These and other events have fueled the claim that China is stagnating, if not in permanent decline. Some scholars now argue that the world is witnessing “peak China” and that the country’s accelerating decline may lead it to lash out. “Welcome to the age of ‘peak China,’” wrote the political scientists Hal Brands and Michael Beckley in Foreign Affairs in 2021. “China is tracing an arc that often ends in tragedy: a dizzying rise followed by the specter of a hard fall.” Commentators, including the author and investor Ruchir Sharma, have begun to speculate about a “post-China world.” Even U.S. President Joe Biden got in the game, stating in August 2023 that China is a “ticking time bomb” that “doesn’t have the same capacity that it had before.”

These views are both ill advised and premature. Xi still believes China is rising, and he is acting accordingly. He is committed to achieving the “China Dream,” his longtime slogan for national rejuvenation. He intends to reach this goal by 2049, the 100th anniversary of the founding of the People’s Republic of China. If China is peaking, there is little evidence that Xi sees it. In fact, many Chinese elites, including Xi, believe it is the United States that is in terminal decline. For them, even if China is slowing down, the power gap between the countries is still narrowing in China’s favor.
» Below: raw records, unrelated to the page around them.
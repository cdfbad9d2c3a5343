pub mod admission;
pub mod server;
pub mod validator;

pub use admission::{AdmissionReview, Pod};
pub use server::{router, AppState, TxRequest};
pub use validator::PodValidator;
//! podgate-node — the admission-gate node binary.
//!
//! Startup sequence:
//!   1. Open (or initialise) the state database
//!   2. Apply genesis if the DB is fresh
//!   3. Spawn the single-writer deliver loop (the stand-in for the external
//!      BFT consensus engine: transactions are executed one at a time, in
//!      arrival order)
//!   4. Serve the admission webhook, query, and transaction-ingress HTTP
//!      endpoints until SIGINT/SIGTERM

use std::net::SocketAddr;
use std::path::{Path, PathBuf};
use std::sync::Arc;

use anyhow::Context;
use clap::Parser;
use tracing::{error, info, warn};

use podgate_node::{apply_genesis, build_engine, build_query_router, load_genesis};
use podgate_store::SledStore;
use podgate_webhook::server::{router, serve, AppState, TxRequest};
use podgate_webhook::PodValidator;

/// Exit code for configuration errors (bad genesis, bad flags).
const EXIT_CONFIG: i32 = 1;
/// Exit code when the listen address cannot be bound.
const EXIT_BIND: i32 = 2;

#[derive(Parser, Debug)]
#[command(
    name = "podgate-node",
    version,
    about = "Podgate node — container-image admission gate over a replicated registry"
)]
struct Args {
    /// Directory for the persistent state database.
    #[arg(long, default_value = "~/.podgate/data")]
    home: PathBuf,

    /// HTTP listen address (admission webhook, queries, tx ingress).
    /// TLS termination is delegated to the fronting proxy.
    #[arg(long, default_value = "0.0.0.0:8443")]
    listen: SocketAddr,

    /// Path the validating webhook is registered under.
    #[arg(long, default_value = "/validate-v1-pod")]
    admission_path: String,

    /// Chain identifier bound into every signature.
    #[arg(long, default_value = "podgate-1")]
    chain_id: String,

    /// Path to the genesis JSON (only read on first run).
    #[arg(long)]
    genesis: Option<PathBuf>,

    /// Namespaces that bypass admission validation (repeatable).
    #[arg(long = "blacklist-namespace")]
    blacklist_namespaces: Vec<String>,
}

#[tokio::main]
async fn main() {
    tracing_subscriber::fmt()
        .with_env_filter(
            tracing_subscriber::EnvFilter::try_from_default_env()
                .unwrap_or_else(|_| "info,podgate=debug".parse().expect("static filter parses")),
        )
        .init();

    let args = Args::parse();
    if let Err((code, err)) = run(args).await {
        error!(error = %format!("{err:#}"), "node failed");
        std::process::exit(code);
    }
}

async fn run(args: Args) -> Result<(), (i32, anyhow::Error)> {
    info!("podgate node starting");

    // ── State database ────────────────────────────────────────────────────────
    let home = expand_tilde(&args.home);
    std::fs::create_dir_all(&home)
        .with_context(|| format!("creating data dir {}", home.display()))
        .map_err(|e| (EXIT_CONFIG, e))?;
    let mut store = SledStore::open(&home)
        .context("opening state database")
        .map_err(|e| (EXIT_CONFIG, e.into()))?;

    // ── Genesis if fresh ──────────────────────────────────────────────────────
    let mut chain_id = args.chain_id.clone();
    if store.is_empty() {
        match &args.genesis {
            Some(path) => {
                info!(path = %path.display(), "fresh database, applying genesis");
                let genesis = load_genesis(path)
                    .context("loading genesis file")
                    .map_err(|e| (EXIT_CONFIG, e))?;
                if let Some(id) = &genesis.chain_id {
                    chain_id = id.clone();
                }
                apply_genesis(&mut store, &genesis)
                    .context("applying genesis")
                    .map_err(|e| (EXIT_CONFIG, e.into()))?;
                store
                    .flush()
                    .context("flushing genesis state")
                    .map_err(|e| (EXIT_CONFIG, e.into()))?;
            }
            None => warn!("fresh database and no --genesis given, starting empty"),
        }
    } else {
        info!("existing database found, skipping genesis");
    }

    // ── Engine + single-writer loop ───────────────────────────────────────────
    let engine = build_engine(chain_id);
    let (tx_sender, mut tx_receiver) = tokio::sync::mpsc::channel::<TxRequest>(512);

    // The consensus engine is an external collaborator; this loop is its
    // interface. Transactions execute strictly one at a time, in the order
    // they arrive, against the writer's store handle.
    let mut writer_store = store.clone();
    tokio::spawn(async move {
        while let Some(req) = tx_receiver.recv().await {
            let result = engine.deliver_tx(&mut writer_store, &req.raw);
            if result.code == 0 {
                if let Err(err) = writer_store.flush() {
                    error!(error = %err, "flush after deliver failed");
                }
            }
            let _ = req.reply.send(result);
        }
    });

    // ── HTTP surface ──────────────────────────────────────────────────────────
    let read_store = Arc::new(store);
    let query = Arc::new(build_query_router());
    let state = Arc::new(AppState {
        validator: PodValidator::new(
            Arc::clone(&read_store),
            Arc::clone(&query),
            args.blacklist_namespaces.iter().cloned().collect(),
        ),
        store: read_store,
        query,
        tx_sender: Some(tx_sender),
    });

    let app = router(state, &args.admission_path);
    info!("node ready");
    serve(app, args.listen)
        .await
        .context("serving HTTP")
        .map_err(|e| (EXIT_BIND, e))?;

    info!("node stopped");
    Ok(())
}

fn expand_tilde(path: &Path) -> PathBuf {
    match path.strip_prefix("~") {
        Ok(rest) => match std::env::var_os("HOME") {
            Some(home) => PathBuf::from(home).join(rest),
            None => path.to_path_buf(),
        },
        Err(_) => path.to_path_buf(),
    }
}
If Xi did have concerns, he is unlikely to share them internally out of fear that doing so would generate criticism or even opposition. His ambitions are so central to his legitimacy and to the credibility of the Chinese Communist Party (CCP) that there is little space or incentive to walk them back. Xi is hardly oblivious to China’s recent problems. But as a committed Marxist-Leninist, he sees his country’s rise not as a linear process but as one that will take time and require adjustments. In his view, the country’s current difficulties are mere bumps along the road to achieving the China Dream.

Xi also believes that China’s path to greatness will differ from those of the Western powers, especially the United States. He believes in a strong role for the state, limited and controlled use of the market and the private sector, and the centrality of technology that can drive productivity gains. He wants an economy that looks more like that of Germany, an advanced manufacturing powerhouse, than that of the United States, which relies heavily on consumption and services.

Xi’s approach could work if he harnesses the right blend of state power and market forces, remains sufficiently open to global capital and technology, and embraces policies that address some of China’s biggest domestic problems, such as its declining and aging population. Xi’s recent actions, however, do not inspire confidence in his ability or willingness to take these and other steps to avoid a stagnating economy. But if there is one lesson to be taken from the past 40 years, it is that the CCP and its management of the economy can often muddle through against the odds.

Moreover, the concept of peak China makes little sense in today’s interconnected world, where states possess diverse sources of power and myriad ways to leverage them. Is Chinese power waning if its economy underperforms but its military modernizes and its diplomacy generates influence? China peaking economically is not the same as China peaking geopolitically—a distinction lost on many advocates of the peak China argument.

And even if China has reached some undefined upper limit of its power, influence, or economic growth, Chinese and American leaders probably would not realize it until years later. In the meantime, Beijing could still pose numerous problems for Washington and its friends and allies. And if it turns out that China’s power is in decline, it can still use its substantial capabilities to undermine U.S. interests and values in Asia and all over the world. So regardless of whether the label is accurate, for Washington to adopt a belief in peak China—and base its policymaking on it—would be unwise and even dangerous.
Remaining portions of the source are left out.